» What is being asked:
Every line of the entries below that includes "CollisionManifold" belongs in the answer, copied as written.
##### Data to use #####
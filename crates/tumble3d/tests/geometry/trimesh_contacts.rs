use tumble3d::math::{Point, Real, Rotation, Vector};
use tumble3d::pipeline::{ColliderBuilder, ColliderHandle, CollisionWorld};
use tumble3d::shape::SharedShape;

const DT: Real = 1.0 / 60.0;

/// A flat square mesh at `y = 0` made of two triangles sharing the diagonal `x = z`.
fn world_with_mesh_ground() -> (CollisionWorld, ColliderHandle) {
    let mut world = CollisionWorld::default();
    let vertices = vec![
        Point::new(-5.0, 0.0, -5.0),
        Point::new(5.0, 0.0, -5.0),
        Point::new(5.0, 0.0, 5.0),
        Point::new(-5.0, 0.0, 5.0),
    ];
    let shape = SharedShape::trimesh(vertices, vec![[0, 2, 1], [0, 3, 2]]).unwrap();
    let ground = world.add_collider(ColliderBuilder::new(shape).fixed());
    (world, ground)
}

fn run_and_check_normals(world: &mut CollisionWorld, body: ColliderHandle, steps: usize) -> usize {
    let mut contact_steps = 0;

    for _ in 0..steps {
        world.step(DT);
        let mut touching = false;

        for manifold in world.contacts_with(body) {
            assert_eq!(manifold.collider_a, body);

            for pt in &manifold.points {
                touching = true;
                assert!(
                    pt.normal_b.y > 0.9,
                    "Mesh contact normal {:?} does not point up.",
                    pt.normal_b
                );
            }
        }

        if touching {
            contact_steps += 1;
        }
    }

    contact_steps
}

#[test]
fn capsule_rests_on_mesh() {
    let (mut world, _ground) = world_with_mesh_ground();
    let lying = Rotation::from_axis_angle(&Vector::z_axis(), std::f32::consts::FRAC_PI_2 as Real);
    let capsule = world.add_collider(
        ColliderBuilder::capsule_y(0.5, 0.25)
            .translation(Vector::new(0.3, 0.4, -0.2))
            .rotation(lying),
    );

    let contact_steps = run_and_check_normals(&mut world, capsule, 120);
    assert!(contact_steps > 60);

    let capsule = world.collider(capsule).unwrap();
    let height = capsule.position().translation.vector.y;
    assert!((height - 0.25).abs() < 0.03, "height = {}", height);
    assert!(capsule.linvel.norm() < 0.1, "linvel = {}", capsule.linvel);
}

#[test]
fn box_over_the_shared_edge_only_sees_face_normals() {
    let (mut world, _ground) = world_with_mesh_ground();
    // Centered on the diagonal shared by both triangles.
    let cube = world.add_collider(
        ColliderBuilder::cuboid(0.5, 0.5, 0.5).translation(Vector::new(1.0, 0.55, 1.0)),
    );

    let contact_steps = run_and_check_normals(&mut world, cube, 90);
    assert!(contact_steps > 45);

    let cube = world.collider(cube).unwrap();
    let height = cube.position().translation.vector.y;
    assert!((height - 0.5).abs() < 0.03, "height = {}", height);
}

#[test]
fn ball_rolls_across_the_shared_edge() {
    let (mut world, _ground) = world_with_mesh_ground();
    let ball = world.add_collider(
        ColliderBuilder::ball(0.3)
            .translation(Vector::new(-1.0, 0.299, 1.0))
            .linvel(Vector::new(2.0, 0.0, -2.0)),
    );

    let _ = run_and_check_normals(&mut world, ball, 60);

    // The ball crossed the diagonal without being kicked upward.
    let ball = world.collider(ball).unwrap();
    assert!(ball.position().translation.vector.x > 0.0);
    assert!(ball.position().translation.vector.y < 0.4);
}
use crate::math::{Isometry, Point, Real, UnitVector, Vector};
use crate::pipeline::{Collider, ColliderHandle};
use crate::query::{Contact, ContactKind};
use na::Unit;
use smallvec::SmallVec;

/// A contact point between two colliders, with its solver state.
///
/// The geometric data are refreshed once per step after integration from the body-local anchors.
#[cfg_attr(feature = "serde-serialize", derive(Serialize, Deserialize))]
#[derive(Copy, Clone, Debug)]
pub struct ContactPoint {
    /// The contact point on the first collider, in world-space.
    pub world_a: Point<Real>,
    /// The contact point on the second collider, in world-space.
    pub world_b: Point<Real>,
    /// The outward normal of the first collider at the contact, in world-space.
    pub normal_a: UnitVector<Real>,
    /// The outward normal of the second collider at the contact, in world-space.
    ///
    /// Equal to `-normal_a` except for contacts on mesh seams, where the mesh normal is
    /// corrected toward the face normal.
    pub normal_b: UnitVector<Real>,
    /// The contact point on the first collider, in its body frame.
    pub local_a: Point<Real>,
    /// The contact point on the second collider, in its body frame.
    pub local_b: Point<Real>,
    /// The normal of the first collider, in its body frame.
    pub local_normal_a: UnitVector<Real>,
    /// The normal of the second collider, in its body frame.
    pub local_normal_b: UnitVector<Real>,
    /// The penetration depth. Positive when the colliders overlap.
    pub depth: Real,
    /// The features the contact was generated from.
    pub kind: ContactKind,

    /// The impulse accumulated along the normal.
    pub normal_impulse: Real,
    /// The impulses accumulated along the two tangents.
    pub tangent_impulses: [Real; 2],
    /// The effective mass along the normal.
    pub normal_mass: Real,
    /// The effective masses along the two tangents.
    pub tangent_masses: [Real; 2],
    /// The tangent basis used for friction.
    pub tangents: [Vector<Real>; 2],
    /// The velocity bias pushing the colliders apart.
    pub velocity_bias: Real,
    /// The lever arm of the contact on the first collider.
    pub r_a: Vector<Real>,
    /// The lever arm of the contact on the second collider.
    pub r_b: Vector<Real>,
}

impl ContactPoint {
    /// Converts a contact computed between the shapes of `collider_a` and `collider_b`.
    ///
    /// The solver state starts at zero.
    pub fn from_contact(contact: &Contact, collider_a: &Collider, collider_b: &Collider) -> Self {
        let local_a = collider_a.local_offset * contact.point1;
        let local_b = collider_b.local_offset * contact.point2;
        let local_normal_a = collider_a.local_offset * contact.normal1;
        let local_normal_b = collider_b.local_offset * contact.normal2;

        ContactPoint {
            world_a: collider_a.position * local_a,
            world_b: collider_b.position * local_b,
            normal_a: collider_a.position * local_normal_a,
            normal_b: collider_b.position * local_normal_b,
            local_a,
            local_b,
            local_normal_a,
            local_normal_b,
            depth: -contact.dist,
            kind: contact.kind,
            normal_impulse: 0.0,
            tangent_impulses: [0.0; 2],
            normal_mass: 0.0,
            tangent_masses: [0.0; 2],
            tangents: [Vector::zeros(); 2],
            velocity_bias: 0.0,
            r_a: Vector::zeros(),
            r_b: Vector::zeros(),
        }
    }

    /// Recomputes the world-space data and the depth from the body-local anchors.
    ///
    /// The depth is `(world_a - world_b) · normal_a`.
    pub fn refresh(&mut self, pos_a: &Isometry<Real>, pos_b: &Isometry<Real>) {
        self.world_a = pos_a * self.local_a;
        self.world_b = pos_b * self.local_b;
        self.normal_a = pos_a * self.local_normal_a;
        self.normal_b = pos_b * self.local_normal_b;
        self.depth = (self.world_a - self.world_b).dot(&self.normal_a);
    }

    /// The normal along which the solvers push the colliders, pointing from the first collider
    /// toward the second one.
    pub fn solver_normal(&self) -> UnitVector<Real> {
        Unit::try_new(self.normal_a.into_inner() - self.normal_b.into_inner(), 1.0e-6)
            .unwrap_or(self.normal_a)
    }
}

/// The contact points between two colliders.
#[derive(Clone, Debug)]
pub struct CollisionManifold {
    /// The first collider, with the lower shape kind.
    pub collider_a: ColliderHandle,
    /// The second collider.
    pub collider_b: ColliderHandle,
    /// The contact points.
    pub points: SmallVec<[ContactPoint; 4]>,
    /// The average of the normals of the points, pointing from the first collider toward the
    /// second one.
    pub normal: Vector<Real>,
    /// The depth of the deepest point.
    pub max_depth: Real,
    /// The combined friction coefficient of the two colliders.
    pub friction: Real,
}

impl CollisionManifold {
    /// An empty manifold between two colliders.
    pub fn new(
        collider_a: ColliderHandle,
        a: &Collider,
        collider_b: ColliderHandle,
        b: &Collider,
    ) -> Self {
        Self {
            collider_a,
            collider_b,
            points: SmallVec::new(),
            normal: Vector::zeros(),
            max_depth: 0.0,
            friction: (a.friction * b.friction).max(0.0).sqrt(),
        }
    }

    /// Recomputes the aggregate normal and the maximum depth from the points.
    pub fn update_aggregates(&mut self) {
        let sum: Vector<Real> = self
            .points
            .iter()
            .map(|pt| pt.solver_normal().into_inner())
            .sum();
        self.normal = sum.try_normalize(1.0e-6).unwrap_or(sum);
        self.max_depth = self
            .points
            .iter()
            .map(|pt| pt.depth)
            .fold(Real::MIN, Real::max);
    }

    /// Refreshes all the points of this manifold after the colliders moved.
    pub fn refresh(&mut self, pos_a: &Isometry<Real>, pos_b: &Isometry<Real>) {
        for pt in &mut self.points {
            pt.refresh(pos_a, pos_b);
        }
        self.update_aggregates();
    }

    /// Copies the accumulated impulses of the matching points of `previous`, scaled by `factor`.
    ///
    /// A point matches if its anchor on the first collider lies within `max_dist` of the anchor
    /// of a point of `previous`. Each previous point is inherited at most once.
    pub fn warm_start_from(&mut self, previous: &CollisionManifold, factor: Real, max_dist: Real) {
        let mut taken: SmallVec<[bool; 4]> = SmallVec::from_elem(false, previous.points.len());

        for pt in &mut self.points {
            let best = previous
                .points
                .iter()
                .enumerate()
                .filter(|(i, _)| !taken[*i])
                .map(|(i, old)| (i, na::distance_squared(&old.local_a, &pt.local_a)))
                .filter(|(_, dist)| *dist <= max_dist * max_dist)
                .min_by(|a, b| a.1.total_cmp(&b.1));

            if let Some((i, _)) = best {
                taken[i] = true;
                let old = &previous.points[i];
                pt.normal_impulse = old.normal_impulse * factor;
                pt.tangent_impulses = [
                    old.tangent_impulses[0] * factor,
                    old.tangent_impulses[1] * factor,
                ];
            }
        }
    }
}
#####
» Result below:
pub struct CollisionManifold {
impl CollisionManifold {
    pub fn warm_start_from(&mut self, previous: &CollisionManifold, factor: Real, max_dist: Real) {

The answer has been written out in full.